Starting in 1984, the World Bank initiated an increasingly invasive programme of structural adjustment forcing the dismantling of agricultural support agencies (Dembele 2003), often with disastrous results. This was evident in the Senegal River Valley, where the government's ability to continue constructing the much-needed irrigation schemes to replace the traditional flood recession agriculture was crippled (Crousse et al. 1991). Support systems that had helped farmers cope with the costs of the high-tech, highly expensive irrigated rice production systems were gradually weakened to the point that by 2003, most farmers had to give up producing rice. Families coped by sending their sons abroad in search of income (Lavigne Delville 1991).

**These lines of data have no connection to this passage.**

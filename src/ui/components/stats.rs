//! County summary block: net migration, average incomes, household totals.

use crate::ui::format::Polarity;
use crate::ui::helpers::position_cursor;
use crate::ui::theme::Theme;
use crate::ui::viewmodel::CountyViewModel;

/// Caveat shown for records with few flows.
pub const LIMITED_DATA_TEXT: &str = "Limited data available for this county.";

const LABEL_WIDTH: usize = 22;

fn render_stat(row: usize, label: &str, value: &str, color: &str, theme: &Theme) -> usize {
    position_cursor(row, 1);
    print!("{}", Theme::fg(&theme.colors.text_dim));
    print!(" {label:<LABEL_WIDTH$}");
    print!("{}", Theme::bold());
    print!("{}", Theme::fg(color));
    print!("{value}");
    print!("{}", Theme::reset());
    row + 1
}

/// Renders the summary lines for `county`; returns the next free row.
pub fn render_stats(row: usize, county: &CountyViewModel, theme: &Theme) -> usize {
    let mut current_row = row;

    if let Some(year) = &county.year {
        position_cursor(current_row, 1);
        print!("{}", Theme::fg(&theme.colors.text_dim));
        print!(" IRS migration data, {year}");
        print!("{}", Theme::reset());
        current_row += 2;
    }

    let net_color = match county.polarity {
        Polarity::Positive => &theme.colors.positive_fg,
        Polarity::Negative => &theme.colors.negative_fg,
    };
    current_row = render_stat(current_row, "Net migration", &county.net_migration, net_color, theme);
    current_row = render_stat(current_row, "Avg. AGI leaving", &county.agi_leaving, &theme.colors.text_normal, theme);
    current_row = render_stat(current_row, "Avg. AGI arriving", &county.agi_arriving, &theme.colors.text_normal, theme);

    if let Some(total) = &county.total_leaving {
        current_row = render_stat(current_row, "Households leaving", total, &theme.colors.text_normal, theme);
    }
    if let Some(total) = &county.total_arriving {
        current_row = render_stat(current_row, "Households arriving", total, &theme.colors.text_normal, theme);
    }

    if county.limited_data {
        current_row += 1;
        position_cursor(current_row, 1);
        print!("{}", Theme::fg(&theme.colors.notice_fg));
        print!(" {LIMITED_DATA_TEXT}");
        print!("{}", Theme::reset());
        current_row += 1;
    }

    current_row
}
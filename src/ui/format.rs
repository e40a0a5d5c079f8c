//! Display formatting for migration figures.
//!
//! Pure functions consumed by view model computation. Grouping uses `,` as
//! the thousands separator.

use crate::domain::CountyRecord;

/// Records with fewer flows than this get a data-completeness caveat.
pub const LIMITED_DATA_THRESHOLD: usize = 5;

/// Placeholder for unknown currency values.
pub const NOT_AVAILABLE: &str = "N/A";

/// Sign class of a net migration figure.
#[derive(Debug, Clone, Copy, PartialEq, Eq)]
pub enum Polarity {
    /// Zero or more households arrived than left.
    Positive,
    Negative,
}

impl Polarity {
    #[must_use]
    pub const fn of(n: i64) -> Self {
        if n >= 0 {
            Self::Positive
        } else {
            Self::Negative
        }
    }
}

fn group_digits(n: u64) -> String {
    let digits = n.to_string();
    let len = digits.len();
    let mut grouped = String::with_capacity(len + len / 3);

    for (i, c) in digits.chars().enumerate() {
        if i > 0 && (len - i) % 3 == 0 {
            grouped.push(',');
        }
        grouped.push(c);
    }

    grouped
}

/// Formats an unsigned count with thousands separators.
///
/// - `format_count(0)` → `"0"`
/// - `format_count(1234567)` → `"1,234,567"`
#[must_use]
pub fn format_count(n: u64) -> String {
    group_digits(n)
}

/// Formats a signed count, always showing the sign.
///
/// - `format_signed_count(1234)` → `"+1,234"`
/// - `format_signed_count(0)` → `"+0"`
/// - `format_signed_count(-56)` → `"-56"`
#[must_use]
pub fn format_signed_count(n: i64) -> String {
    let sign = if n >= 0 { '+' } else { '-' };
    format!("{sign}{}", group_digits(n.unsigned_abs()))
}

/// Formats an average income as whole dollars.
///
/// Absent and zero values both render as [`NOT_AVAILABLE`]; the source cannot
/// tell a real zero apart from a missing value. A negative average keeps its
/// sign after the dollar sign: `-1234.0` → `"$-1,234"`.
#[must_use]
pub fn format_currency(value: Option<f64>) -> String {
    let Some(v) = value.filter(|v| v.is_finite() && *v != 0.0) else {
        return NOT_AVAILABLE.to_string();
    };

    #[allow(clippy::cast_possible_truncation)]
    let rounded = v.round() as i64;
    let sign = if rounded < 0 { "-" } else { "" };
    format!("${sign}{}", group_digits(rounded.unsigned_abs()))
}

/// Whether the record carries too few flows to be representative.
#[must_use]
pub fn has_limited_data(record: &CountyRecord) -> bool {
    record.flow_count() < LIMITED_DATA_THRESHOLD
}
//! View router: the Search / Results state machine.
//!
//! [`transition`] is pure. It takes the current view, a routing event and the
//! dataset, and returns the next view together with the side effects the host
//! must apply once the new view is committed. Nothing here touches history or
//! the pane title directly.
//!
//! | From        | Event                         | To                 | Effects                               |
//! |-------------|-------------------------------|--------------------|---------------------------------------|
//! | any         | `SelectCounty(id)`, known     | `Results(id)`      | push slug, county title               |
//! | `Results(id)` | `SelectCounty(id)` (same)   | unchanged          | none                                  |
//! | any         | `SelectCounty(id)`, unknown   | unchanged          | none, outcome `UnknownIdentity`       |
//! | `Results(_)`| `GoBack`                      | `Search`           | push empty, default title, focus      |
//! | any         | `BrowserNavigated(f)`, resolves | `Results(id)`    | county title (never a push)           |
//! | any         | `BrowserNavigated(f)`, otherwise | `Search`        | default title (never a push)          |

use crate::app::modes::ViewState;
use crate::app::Action;
use crate::domain::slug::{normalize_fragment, to_slug};
use crate::domain::CountyIdentity;
use crate::storage::Dataset;

/// Title shown while the search view is active.
pub const DEFAULT_TITLE: &str = "County Migration Flows — Where Are People Moving?";

/// Title shown while `name` is displayed.
#[must_use]
pub fn county_title(name: &str) -> String {
    format!("{name} Migration — Where Are People Moving?")
}

/// Routing input.
#[derive(Debug, Clone, PartialEq, Eq)]
pub enum RouteEvent {
    /// The user picked a county (search commit, featured pick, flow link).
    SelectCounty(CountyIdentity),
    /// The user asked to return to the search view.
    GoBack,
    /// History moved to an entry (back, forward, or initial load).
    BrowserNavigated(String),
}

/// What a transition did.
#[derive(Debug, Clone, PartialEq, Eq)]
pub enum RouteOutcome {
    /// The view changed.
    Navigated,
    /// The view was re-entered as it was; content should be redrawn.
    Refreshed,
    /// The event did not apply to the current view.
    Unchanged,
    /// The identity or fragment matched no record.
    UnknownIdentity(String),
}

/// Result of [`transition`]: next view, host effects, and outcome.
#[derive(Debug, Clone, PartialEq, Eq)]
pub struct Transition {
    pub next: ViewState,
    pub effects: Vec<Action>,
    pub outcome: RouteOutcome,
}

impl Transition {
    fn stay(current: &ViewState, outcome: RouteOutcome) -> Self {
        Self {
            next: current.clone(),
            effects: vec![],
            outcome,
        }
    }
}

/// Computes the next view and its side effects.
#[must_use]
pub fn transition(current: &ViewState, event: &RouteEvent, dataset: &Dataset) -> Transition {
    match event {
        RouteEvent::SelectCounty(identity) => {
            let Some(record) = dataset.record(identity) else {
                return Transition::stay(current, RouteOutcome::UnknownIdentity(identity.to_string()));
            };

            if current.current() == Some(identity) {
                return Transition::stay(current, RouteOutcome::Refreshed);
            }

            Transition {
                next: ViewState::Results(identity.clone()),
                effects: vec![
                    Action::PushHistory {
                        fragment: to_slug(&record.name),
                    },
                    Action::SetTitle(county_title(&record.name)),
                ],
                outcome: RouteOutcome::Navigated,
            }
        }
        RouteEvent::GoBack => match current {
            ViewState::Search => Transition::stay(current, RouteOutcome::Unchanged),
            ViewState::Results(_) => Transition {
                next: ViewState::Search,
                effects: vec![
                    Action::PushHistory {
                        fragment: String::new(),
                    },
                    Action::SetTitle(DEFAULT_TITLE.to_string()),
                    Action::FocusSearch,
                ],
                outcome: RouteOutcome::Navigated,
            },
        },
        RouteEvent::BrowserNavigated(fragment) => {
            let landed = dataset
                .resolve_slug(fragment)
                .and_then(|identity| dataset.record(identity));

            let (next, title) = match landed {
                Some(record) => (ViewState::Results(record.identity.clone()), county_title(&record.name)),
                None => (ViewState::Search, DEFAULT_TITLE.to_string()),
            };

            let normalized = normalize_fragment(fragment);
            let outcome = if landed.is_none() && !normalized.is_empty() {
                RouteOutcome::UnknownIdentity(normalized)
            } else if &next == current {
                RouteOutcome::Refreshed
            } else {
                RouteOutcome::Navigated
            };

            Transition {
                next,
                effects: vec![Action::SetTitle(title)],
                outcome,
            }
        }
    }
}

Since the 2008 global food crisis, foreign funds have begun to trickle back into the agricultural sector, but there is a hitch: the ‘big’ money comes with conditions resembling those of the much-despised structural adjustment era. The US Millennium Challenge Corporation's US\)500 million grants, for example, are conditioned on government acceptance of land tenure systems that take customarily owned land from peasant-pastoralist community control and make it into a commodity that can be sold or leased for 100 years to anyone who can ‘invest’ in it, including foreign agribusiness. This new aid scenario contains a veiled, but ominous threat made explicit by Olivier De Schutter, the United Nations Special Rapporteur on the Right to Food: ‘the alternative that is sometimes presented to us [is] either you accept large-scale investments in agriculture, or you deprive yourselves of all investment whatsoever’ (La Via Campesina 2012, p. 15). De Schutter suggests that countries try to channel investment into agricultural support systems that benefit family farmers – crop processing, storage facilities, and feeder roads – but these are rarely the types of investments that private investors seeking high profits want to make. Clearly it is not easy for governments to resist pressure from the World Bank and bilateral funders to make their economies friendlier to foreign investment, including investment in industrial agriculture.

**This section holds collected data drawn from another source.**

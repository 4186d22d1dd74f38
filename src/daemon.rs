//! Long-running enforcement loop behind `ritual run`.
//!
//! Three timers share one thread:
//! - a cron schedule fires the escalation sweep inside the enforcement
//!   window (every `sweep_interval_minutes`),
//! - a once-a-minute reconcile catches bypass expiries between sweeps,
//! - a local-date change triggers the daily reset.
//!
//! Ctrl-C flips a stop flag; the loop drains within one poll interval.

use std::str::FromStr;
use std::sync::Arc;
use std::sync::atomic::{AtomicBool, Ordering};
use std::thread;
use std::time::Duration;

use anyhow::{Context, Result, bail};
use chrono::{DateTime, Datelike, Local, NaiveDate, Utc};
use cron::Schedule;
use tracing::{info, warn};

use crate::config::WindowConfig;
use crate::engine::Engine;

const POLL_INTERVAL: Duration = Duration::from_secs(5);
const RECONCILE_EVERY_SECS: i64 = 60;

/// Cron expression for the sweep: every N minutes inside the window hours.
fn sweep_cron_expr(window: &WindowConfig) -> Result<String> {
    if window.start_hour >= window.end_hour || window.end_hour > 24 {
        bail!(
            "invalid enforcement window {}..{} (expected start < end <= 24)",
            window.start_hour,
            window.end_hour
        );
    }
    if window.sweep_interval_minutes == 0 || window.sweep_interval_minutes > 59 {
        bail!(
            "invalid sweep interval {} minutes (expected 1..=59)",
            window.sweep_interval_minutes
        );
    }
    // sec min hour day month weekday
    Ok(format!(
        "0 0/{} {}-{} * * *",
        window.sweep_interval_minutes,
        window.start_hour,
        window.end_hour - 1
    ))
}

/// Run the enforcement loop until Ctrl-C.
pub fn run(engine: &Engine, window: &WindowConfig) -> Result<()> {
    let expr = sweep_cron_expr(window)?;
    let schedule = Schedule::from_str(&expr)
        .with_context(|| format!("failed to parse sweep schedule '{expr}'"))?;

    let stop = Arc::new(AtomicBool::new(false));
    let stop_clone = stop.clone();
    ctrlc::set_handler(move || {
        stop_clone.store(true, Ordering::Relaxed);
    })
    .ok();

    let mut now = Local::now();
    let mut next_sweep = next_after(&schedule, now);
    let mut next_reconcile = now.with_timezone(&Utc);
    let mut today = now.date_naive();

    info!(
        schedule = %expr,
        first_sweep = %next_sweep,
        "enforcement loop started"
    );

    // Catch up immediately: a restart mid-morning must not wait for the
    // next cron instant to re-apply overdue escalation.
    sweep_once(engine, now);

    while !stop.load(Ordering::Relaxed) {
        thread::sleep(POLL_INTERVAL);
        now = Local::now();

        let date = now.date_naive();
        if date != today {
            reset_once(engine, today, date);
            today = date;
            next_sweep = next_after(&schedule, now);
        }

        let now_utc = now.with_timezone(&Utc);
        if now_utc >= next_reconcile {
            if let Err(err) = engine.reconcile(now_utc) {
                warn!(error = %err, "reconcile failed");
            }
            next_reconcile = now_utc + chrono::Duration::seconds(RECONCILE_EVERY_SECS);
        }

        if now >= next_sweep {
            sweep_once(engine, now);
            next_sweep = next_after(&schedule, now);
        }
    }

    info!("enforcement loop stopped");
    Ok(())
}

fn next_after(schedule: &Schedule, now: DateTime<Local>) -> DateTime<Local> {
    schedule
        .after(&now)
        .next()
        // An hour-of-day schedule always has a next instant; fall back to
        // one minute out rather than spinning.
        .unwrap_or(now + chrono::Duration::minutes(1))
}

fn sweep_once(engine: &Engine, now: DateTime<Local>) {
    match engine.sweep(now) {
        Ok(outcome) if outcome.outside_window => {
            info!(reverted = outcome.reverted.len(), "sweep outside window");
        }
        Ok(outcome) => {
            info!(
                sessions = outcome.sessions,
                escalated = outcome.escalated.len(),
                reverted = outcome.reverted.len(),
                prompts = outcome.hijack_prompts.len(),
                "sweep completed"
            );
        }
        Err(err) => warn!(error = %err, "sweep failed"),
    }
}

fn reset_once(engine: &Engine, from: NaiveDate, to: NaiveDate) {
    info!(
        from = %from,
        to = %to,
        day = to.weekday().to_string(),
        "calendar day changed"
    );
    match engine.daily_reset() {
        Ok(cleared) => info!(cleared, "daily reset applied"),
        Err(err) => warn!(error = %err, "daily reset failed"),
    }
}

#[cfg(test)]
mod tests {
    use super::*;

    #[test]
    fn cron_expr_covers_the_window() {
        let window = WindowConfig {
            start_hour: 6,
            end_hour: 12,
            sweep_interval_minutes: 15,
        };
        assert_eq!(sweep_cron_expr(&window).unwrap(), "0 0/15 6-11 * * *");
    }

    #[test]
    fn cron_expr_parses_and_stays_inside_window() {
        use chrono::TimeZone;

        let window = WindowConfig {
            start_hour: 6,
            end_hour: 12,
            sweep_interval_minutes: 15,
        };
        let schedule = Schedule::from_str(&sweep_cron_expr(&window).unwrap()).unwrap();

        let evening = Local.with_ymd_and_hms(2026, 3, 2, 13, 0, 0).unwrap();
        let next = next_after(&schedule, evening);
        // Next instant is tomorrow at the window open.
        assert_eq!(next.date_naive(), evening.date_naive().succ_opt().unwrap());
        assert_eq!(next.format("%H:%M:%S").to_string(), "06:00:00");

        let morning = Local.with_ymd_and_hms(2026, 3, 2, 7, 1, 0).unwrap();
        let next = next_after(&schedule, morning);
        assert_eq!(next.format("%H:%M:%S").to_string(), "07:15:00");
    }

    #[test]
    fn degenerate_windows_are_rejected() {
        let window = WindowConfig {
            start_hour: 12,
            end_hour: 6,
            sweep_interval_minutes: 15,
        };
        assert!(sweep_cron_expr(&window).is_err());

        let window = WindowConfig {
            start_hour: 6,
            end_hour: 12,
            sweep_interval_minutes: 0,
        };
        assert!(sweep_cron_expr(&window).is_err());
    }
}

How can African governments refuse foreign aid with unacceptable strings attached and still make the heavy investments in agriculture, energy, and transportation that their populations are demanding (Niang 2012)? Are there other sources of funding? Yes. Today, a growing number of Africans are becoming wealthy. But to mobilise privately held resources for public, rather than private investments in agriculture, government must tax richer Africans more effectively, curtail high-level corruption, and stem illegal capital flight. The Forum Civil – the Senegalese affiliate of Transparency International – estimates that US$900 million was illegally sent abroad under President Wade's government alone (Radio France International 2012a). Senegal's new president, Macky Sall, has begun a process to return and tax these monies and to punish high-level corruption, two moves that have proved highly popular.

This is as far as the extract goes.